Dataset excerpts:
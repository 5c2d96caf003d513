// Error messages returned to the caller. Every failure reverts the whole call.

pub const ERR_INVALID_AMOUNT: &str = "InvalidAmount";
pub const ERR_INSUFFICIENT_UNITS: &str = "InsufficientUnits";
pub const ERR_UNAUTHORIZED: &str = "Unauthorized";
pub const ERR_ALREADY_VOTED: &str = "AlreadyVoted";
pub const ERR_VOTING_CLOSED: &str = "VotingClosed";
pub const ERR_VOTING_STILL_ACTIVE: &str = "VotingStillActive";
pub const ERR_ALREADY_EXECUTED: &str = "AlreadyExecuted";
pub const ERR_INVALID_QUORUM: &str = "InvalidQuorum";
pub const ERR_NOTHING_TO_CLAIM: &str = "NothingToClaim";
pub const ERR_ASSET_TRANSFER_FAILED: &str = "AssetTransferFailed";
pub const ERR_PROPOSAL_NOT_FOUND: &str = "ProposalNotFound";
pub const ERR_INVALID_DURATION: &str = "InvalidDuration";
pub const ERR_INVALID_ROLE: &str = "InvalidRole";
multiversx_sc::imports!();

use crate::{
    account_registry::{self, ROLE_PROPOSER},
    errors::{
        ERR_ALREADY_EXECUTED, ERR_ALREADY_VOTED, ERR_INSUFFICIENT_UNITS, ERR_INVALID_DURATION,
        ERR_INVALID_QUORUM, ERR_PROPOSAL_NOT_FOUND, ERR_UNAUTHORIZED, ERR_VOTING_CLOSED,
        ERR_VOTING_STILL_ACTIVE,
    },
    events, proposal_effect_proxy, share_ledger,
    types::{Proposal, ProposalEffectResult, ProposalStatus},
};

const MAX_QUORUM_FRACTION: u64 = 100;

/// Stake-weighted voting over the share ledger. Reads unit balances as
/// voting weight, never mutates them.
#[multiversx_sc::module]
pub trait GovernanceModule:
    account_registry::AccountRegistryModule + share_ledger::ShareLedgerModule + events::EventsModule
{
    // ========================================================
    // ENDPOINT: createProposal
    // Authorized holders of the proposer role only. Voting
    // opens immediately and closes after `voting_duration`.
    // ========================================================

    #[endpoint(createProposal)]
    fn create_proposal(
        &self,
        description: ManagedBuffer,
        quorum_fraction: u64,
        voting_duration: u64,
    ) -> u64 {
        let caller = self.blockchain().get_caller();
        self.require_authorized(&caller);
        require!(self.has_role(&caller, ROLE_PROPOSER), ERR_UNAUTHORIZED);
        require!(
            quorum_fraction > 0 && quorum_fraction <= MAX_QUORUM_FRACTION,
            ERR_INVALID_QUORUM
        );
        require!(voting_duration > 0, ERR_INVALID_DURATION);

        let now = self.blockchain().get_block_timestamp();
        let voting_deadline = now.saturating_add(voting_duration);
        let proposal_id = self.proposal_count().get() + 1;

        let proposal = Proposal {
            id: proposal_id,
            proposer: caller,
            description,
            created_at: now,
            voting_deadline,
            for_weight: BigUint::zero(),
            against_weight: BigUint::zero(),
            quorum_fraction,
            status: ProposalStatus::Voting,
            executed: false,
        };

        self.proposals(proposal_id).set(&proposal);
        self.proposal_count().set(proposal_id);

        self.proposal_created_event(proposal_id, voting_deadline, quorum_fraction);

        proposal_id
    }

    // ========================================================
    // ENDPOINT: vote
    // One vote per identity, weighted by the live unit balance.
    // ========================================================

    #[endpoint(vote)]
    fn vote(&self, proposal_id: u64, support: bool) {
        let caller = self.blockchain().get_caller();
        let mut proposal = self.require_proposal(proposal_id);
        self.require_authorized(&caller);

        let now = self.blockchain().get_block_timestamp();
        require!(
            proposal.status == ProposalStatus::Voting && now <= proposal.voting_deadline,
            ERR_VOTING_CLOSED
        );
        require!(
            !self.has_voted(proposal_id, &caller).get(),
            ERR_ALREADY_VOTED
        );

        let weight = self.units(&caller).get();
        require!(weight > 0u64, ERR_INSUFFICIENT_UNITS);

        if support {
            proposal.for_weight += &weight;
        } else {
            proposal.against_weight += &weight;
        }

        self.has_voted(proposal_id, &caller).set(true);
        self.proposals(proposal_id).set(&proposal);

        self.vote_cast_event(proposal_id, &caller, support, &weight);
    }

    // ========================================================
    // ENDPOINT: executeProposal
    // Anyone can finalize once the window has closed.
    // Voting → Expired (no quorum) | Passed | Rejected.
    // ========================================================

    #[endpoint(executeProposal)]
    fn execute_proposal(&self, proposal_id: u64) {
        let mut proposal = self.require_proposal(proposal_id);
        require!(!proposal.executed, ERR_ALREADY_EXECUTED);

        let now = self.blockchain().get_block_timestamp();
        require!(now > proposal.voting_deadline, ERR_VOTING_STILL_ACTIVE);

        let required = self.quorum_requirement(proposal.quorum_fraction);
        let outcome = if proposal.total_weight() < required {
            ProposalStatus::Expired
        } else if proposal.for_weight > proposal.against_weight {
            ProposalStatus::Passed
        } else {
            ProposalStatus::Rejected
        };

        proposal.status = outcome;
        proposal.executed = true;
        self.proposals(proposal_id).set(&proposal);

        self.proposal_finalized_event(proposal_id, outcome);

        if outcome == ProposalStatus::Passed && !self.proposal_effect_handler().is_empty() {
            self.dispatch_proposal_effect(proposal_id);
        }
    }

    #[only_owner]
    #[endpoint(setProposalEffectHandler)]
    fn set_proposal_effect_handler(&self, handler: ManagedAddress) {
        self.proposal_effect_handler().set(&handler);
    }

    #[only_owner]
    #[endpoint(clearProposalEffectHandler)]
    fn clear_proposal_effect_handler(&self) {
        self.proposal_effect_handler().clear();
    }

    // ========================================================
    // INTERNAL
    // ========================================================

    fn require_proposal(&self, proposal_id: u64) -> Proposal<Self::Api> {
        require!(
            !self.proposals(proposal_id).is_empty(),
            ERR_PROPOSAL_NOT_FOUND
        );
        self.proposals(proposal_id).get()
    }

    /// `quorum_fraction` percent of the current total units, rounded down.
    fn quorum_requirement(&self, quorum_fraction: u64) -> BigUint {
        BigUint::from(quorum_fraction) * self.total_units().get()
            / BigUint::from(MAX_QUORUM_FRACTION)
    }

    /// The tally is already committed; the handler's outcome is only reported.
    fn dispatch_proposal_effect(&self, proposal_id: u64) {
        let handler = self.proposal_effect_handler().get();
        self.proposal_effect_result(proposal_id)
            .set(ProposalEffectResult::Pending);

        self.tx()
            .to(&handler)
            .typed(proposal_effect_proxy::ProposalEffectProxy)
            .apply_proposal(proposal_id)
            .callback(self.callbacks().proposal_effect_callback(proposal_id))
            .async_call_and_exit();
    }

    #[callback]
    fn proposal_effect_callback(
        &self,
        proposal_id: u64,
        #[call_result] result: ManagedAsyncCallResult<()>,
    ) {
        match result {
            ManagedAsyncCallResult::Ok(()) => {
                self.proposal_effect_result(proposal_id)
                    .set(ProposalEffectResult::Applied);
                self.proposal_effect_applied_event(proposal_id);
            }
            ManagedAsyncCallResult::Err(err) => {
                self.proposal_effect_result(proposal_id)
                    .set(ProposalEffectResult::Failed);
                self.proposal_effect_failed_event(proposal_id, &err.err_msg);
            }
        }
    }

    // ========================================================
    // VIEWS
    // ========================================================

    #[view(getProposal)]
    fn get_proposal(&self, proposal_id: u64) -> Proposal<Self::Api> {
        self.require_proposal(proposal_id)
    }

    #[view(getProposals)]
    fn get_proposals(&self, from: u64, count: u64) -> MultiValueEncoded<Proposal<Self::Api>> {
        let mut result = MultiValueEncoded::new();
        let total = self.proposal_count().get();
        if count == 0 || total == 0 {
            return result;
        }
        let start = if from == 0 { 1u64 } else { from };
        if start > total {
            return result;
        }
        let end = core::cmp::min(start.saturating_add(count - 1), total);

        for id in start..=end {
            if !self.proposals(id).is_empty() {
                result.push(self.proposals(id).get());
            }
        }
        result
    }

    /// Proposals still accepting votes.
    #[view(getActiveProposals)]
    fn get_active_proposals(&self) -> MultiValueEncoded<Proposal<Self::Api>> {
        let mut result = MultiValueEncoded::new();
        let total = self.proposal_count().get();
        let now = self.blockchain().get_block_timestamp();

        for id in 1..=total {
            if self.proposals(id).is_empty() {
                continue;
            }
            let proposal = self.proposals(id).get();
            if proposal.status == ProposalStatus::Voting && now <= proposal.voting_deadline {
                result.push(proposal);
            }
        }
        result
    }

    #[view(getQuorumRequirement)]
    fn get_quorum_requirement(&self, proposal_id: u64) -> BigUint {
        let proposal = self.require_proposal(proposal_id);
        self.quorum_requirement(proposal.quorum_fraction)
    }

    #[view(getProposalEffectResult)]
    fn get_proposal_effect_result(&self, proposal_id: u64) -> ProposalEffectResult {
        if self.proposal_effect_result(proposal_id).is_empty() {
            return ProposalEffectResult::None;
        }
        self.proposal_effect_result(proposal_id).get()
    }

    #[view(hasVoted)]
    fn has_account_voted(&self, proposal_id: u64, account: &ManagedAddress) -> bool {
        self.has_voted(proposal_id, account).get()
    }

    // ========================================================
    // STORAGE
    // ========================================================

    #[view(getProposalCount)]
    #[storage_mapper("proposalCount")]
    fn proposal_count(&self) -> SingleValueMapper<u64>;

    #[storage_mapper("proposals")]
    fn proposals(&self, id: u64) -> SingleValueMapper<Proposal<Self::Api>>;

    #[storage_mapper("hasVoted")]
    fn has_voted(&self, proposal_id: u64, voter: &ManagedAddress) -> SingleValueMapper<bool>;

    #[storage_mapper("proposalEffectResult")]
    fn proposal_effect_result(&self, proposal_id: u64) -> SingleValueMapper<ProposalEffectResult>;

    #[view(getProposalEffectHandler)]
    #[storage_mapper("proposalEffectHandler")]
    fn proposal_effect_handler(&self) -> SingleValueMapper<ManagedAddress>;
}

◆ The problem
Starting from the line containing "#[view(hasVoted)]", repeat each line through the end of the entries, exactly.

◆ Solved exercise
    #[view(hasVoted)]
    fn has_account_voted(&self, proposal_id: u64, account: &ManagedAddress) -> bool {
        self.has_voted(proposal_id, account).get()
    }

    // ========================================================
    // STORAGE
    // ========================================================

    #[view(getProposalCount)]
    #[storage_mapper("proposalCount")]
    fn proposal_count(&self) -> SingleValueMapper<u64>;

    #[storage_mapper("proposals")]
    fn proposals(&self, id: u64) -> SingleValueMapper<Proposal<Self::Api>>;

    #[storage_mapper("hasVoted")]
    fn has_voted(&self, proposal_id: u64, voter: &ManagedAddress) -> SingleValueMapper<bool>;

    #[storage_mapper("proposalEffectResult")]
    fn proposal_effect_result(&self, proposal_id: u64) -> SingleValueMapper<ProposalEffectResult>;

    #[view(getProposalEffectHandler)]
    #[storage_mapper("proposalEffectHandler")]
    fn proposal_effect_handler(&self) -> SingleValueMapper<ManagedAddress>;
}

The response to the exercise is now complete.